### Exercise objective
Among the entries, which lines carry the string "Send"? Copy every one.

### Saved data entries
- - -

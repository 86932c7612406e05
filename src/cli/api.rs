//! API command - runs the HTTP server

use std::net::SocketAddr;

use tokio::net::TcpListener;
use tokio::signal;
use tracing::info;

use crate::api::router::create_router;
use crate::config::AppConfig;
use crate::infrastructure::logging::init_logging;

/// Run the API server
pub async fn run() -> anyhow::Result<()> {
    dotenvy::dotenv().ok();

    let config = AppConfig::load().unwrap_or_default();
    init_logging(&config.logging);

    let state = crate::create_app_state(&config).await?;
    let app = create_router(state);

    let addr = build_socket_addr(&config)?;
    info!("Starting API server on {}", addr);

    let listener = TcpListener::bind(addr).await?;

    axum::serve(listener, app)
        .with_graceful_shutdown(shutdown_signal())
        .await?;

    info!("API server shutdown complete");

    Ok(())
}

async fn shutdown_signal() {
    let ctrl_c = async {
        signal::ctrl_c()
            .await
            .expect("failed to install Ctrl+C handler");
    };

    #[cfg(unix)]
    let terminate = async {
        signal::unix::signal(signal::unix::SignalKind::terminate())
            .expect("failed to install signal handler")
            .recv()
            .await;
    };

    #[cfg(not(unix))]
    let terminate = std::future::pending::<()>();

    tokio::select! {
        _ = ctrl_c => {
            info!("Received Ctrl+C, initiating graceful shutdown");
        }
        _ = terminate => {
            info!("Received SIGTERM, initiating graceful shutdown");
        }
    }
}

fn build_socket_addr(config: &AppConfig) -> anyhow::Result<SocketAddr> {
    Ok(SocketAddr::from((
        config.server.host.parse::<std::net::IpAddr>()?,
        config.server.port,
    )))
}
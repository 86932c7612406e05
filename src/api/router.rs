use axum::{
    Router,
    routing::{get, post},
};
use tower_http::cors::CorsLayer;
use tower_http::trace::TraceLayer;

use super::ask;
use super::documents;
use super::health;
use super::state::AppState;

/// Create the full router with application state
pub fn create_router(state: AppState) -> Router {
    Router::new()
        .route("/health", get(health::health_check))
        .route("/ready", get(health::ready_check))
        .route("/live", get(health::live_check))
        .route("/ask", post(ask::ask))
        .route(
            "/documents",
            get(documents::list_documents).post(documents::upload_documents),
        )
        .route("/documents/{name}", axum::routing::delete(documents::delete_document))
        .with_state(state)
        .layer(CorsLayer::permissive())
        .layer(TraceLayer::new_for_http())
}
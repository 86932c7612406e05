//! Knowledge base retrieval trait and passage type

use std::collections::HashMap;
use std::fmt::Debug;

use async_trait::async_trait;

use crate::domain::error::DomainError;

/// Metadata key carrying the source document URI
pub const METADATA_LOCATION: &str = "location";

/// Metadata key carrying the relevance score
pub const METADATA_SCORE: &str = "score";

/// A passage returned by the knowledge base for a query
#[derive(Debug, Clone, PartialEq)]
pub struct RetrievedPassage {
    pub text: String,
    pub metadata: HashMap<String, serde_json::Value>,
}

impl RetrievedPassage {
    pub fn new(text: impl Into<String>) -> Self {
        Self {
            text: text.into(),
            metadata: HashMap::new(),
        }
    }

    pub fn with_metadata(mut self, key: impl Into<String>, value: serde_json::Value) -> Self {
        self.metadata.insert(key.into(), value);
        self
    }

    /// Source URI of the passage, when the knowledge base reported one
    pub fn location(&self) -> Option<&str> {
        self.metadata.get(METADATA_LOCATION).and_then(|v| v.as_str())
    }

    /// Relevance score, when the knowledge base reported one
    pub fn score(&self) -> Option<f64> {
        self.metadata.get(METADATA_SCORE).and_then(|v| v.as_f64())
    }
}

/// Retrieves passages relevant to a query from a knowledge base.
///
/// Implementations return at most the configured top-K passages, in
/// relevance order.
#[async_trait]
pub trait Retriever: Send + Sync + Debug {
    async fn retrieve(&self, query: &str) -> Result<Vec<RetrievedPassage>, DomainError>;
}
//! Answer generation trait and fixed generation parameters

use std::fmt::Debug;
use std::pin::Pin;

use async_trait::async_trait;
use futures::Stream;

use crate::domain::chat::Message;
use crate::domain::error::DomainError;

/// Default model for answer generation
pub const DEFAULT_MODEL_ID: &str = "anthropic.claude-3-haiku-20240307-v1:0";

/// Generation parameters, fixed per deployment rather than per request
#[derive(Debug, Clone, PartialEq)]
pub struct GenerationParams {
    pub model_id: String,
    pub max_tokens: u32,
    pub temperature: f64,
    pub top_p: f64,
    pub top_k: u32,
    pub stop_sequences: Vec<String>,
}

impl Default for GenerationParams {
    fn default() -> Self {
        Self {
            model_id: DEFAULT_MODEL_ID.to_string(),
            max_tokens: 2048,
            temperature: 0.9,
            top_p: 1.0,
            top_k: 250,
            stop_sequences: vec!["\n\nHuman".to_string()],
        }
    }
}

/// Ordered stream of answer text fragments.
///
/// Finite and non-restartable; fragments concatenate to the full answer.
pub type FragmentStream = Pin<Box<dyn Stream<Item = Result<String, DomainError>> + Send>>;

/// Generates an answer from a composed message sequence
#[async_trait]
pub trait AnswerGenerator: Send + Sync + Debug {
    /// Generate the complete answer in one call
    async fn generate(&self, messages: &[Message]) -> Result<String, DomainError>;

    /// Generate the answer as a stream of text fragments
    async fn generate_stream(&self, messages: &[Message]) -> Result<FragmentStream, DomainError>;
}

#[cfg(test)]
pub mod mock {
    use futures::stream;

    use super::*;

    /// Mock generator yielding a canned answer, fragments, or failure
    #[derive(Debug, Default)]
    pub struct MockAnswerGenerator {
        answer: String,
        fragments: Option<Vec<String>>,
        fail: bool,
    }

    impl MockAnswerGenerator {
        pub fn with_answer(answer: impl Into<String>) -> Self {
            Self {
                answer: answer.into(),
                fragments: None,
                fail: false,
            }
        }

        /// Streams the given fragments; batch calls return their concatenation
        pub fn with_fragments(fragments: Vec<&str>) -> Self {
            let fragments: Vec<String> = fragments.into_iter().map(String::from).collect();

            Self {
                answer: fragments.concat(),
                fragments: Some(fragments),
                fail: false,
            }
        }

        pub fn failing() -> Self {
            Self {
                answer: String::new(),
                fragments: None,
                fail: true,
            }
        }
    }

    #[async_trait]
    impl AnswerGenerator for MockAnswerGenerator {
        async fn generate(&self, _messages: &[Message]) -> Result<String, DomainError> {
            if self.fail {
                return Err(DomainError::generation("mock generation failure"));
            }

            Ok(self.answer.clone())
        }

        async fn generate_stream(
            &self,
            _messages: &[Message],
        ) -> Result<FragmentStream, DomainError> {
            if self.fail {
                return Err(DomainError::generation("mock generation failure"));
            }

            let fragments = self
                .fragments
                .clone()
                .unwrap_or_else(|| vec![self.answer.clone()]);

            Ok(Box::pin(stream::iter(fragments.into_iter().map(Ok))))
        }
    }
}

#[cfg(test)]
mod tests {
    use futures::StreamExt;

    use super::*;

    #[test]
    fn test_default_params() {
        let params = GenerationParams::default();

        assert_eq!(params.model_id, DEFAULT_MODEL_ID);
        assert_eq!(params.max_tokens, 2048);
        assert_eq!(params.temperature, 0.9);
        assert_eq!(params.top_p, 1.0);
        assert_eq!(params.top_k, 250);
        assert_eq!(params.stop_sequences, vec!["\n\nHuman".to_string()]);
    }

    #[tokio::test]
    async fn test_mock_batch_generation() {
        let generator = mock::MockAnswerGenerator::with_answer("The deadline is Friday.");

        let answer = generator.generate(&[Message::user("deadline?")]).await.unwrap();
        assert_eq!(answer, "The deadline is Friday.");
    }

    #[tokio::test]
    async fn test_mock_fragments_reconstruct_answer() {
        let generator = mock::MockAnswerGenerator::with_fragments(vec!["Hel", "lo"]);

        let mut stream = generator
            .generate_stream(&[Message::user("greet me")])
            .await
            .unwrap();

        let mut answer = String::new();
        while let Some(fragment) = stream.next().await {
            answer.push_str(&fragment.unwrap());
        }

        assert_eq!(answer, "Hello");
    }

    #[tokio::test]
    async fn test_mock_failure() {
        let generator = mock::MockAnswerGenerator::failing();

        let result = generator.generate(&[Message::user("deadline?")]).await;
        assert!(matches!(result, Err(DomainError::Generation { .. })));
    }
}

- - -

### Answer for this exercise
pub trait Retriever: Send + Sync + Debug {
pub type FragmentStream = Pin<Box<dyn Stream<Item = Result<String, DomainError>> + Send>>;
pub trait AnswerGenerator: Send + Sync + Debug {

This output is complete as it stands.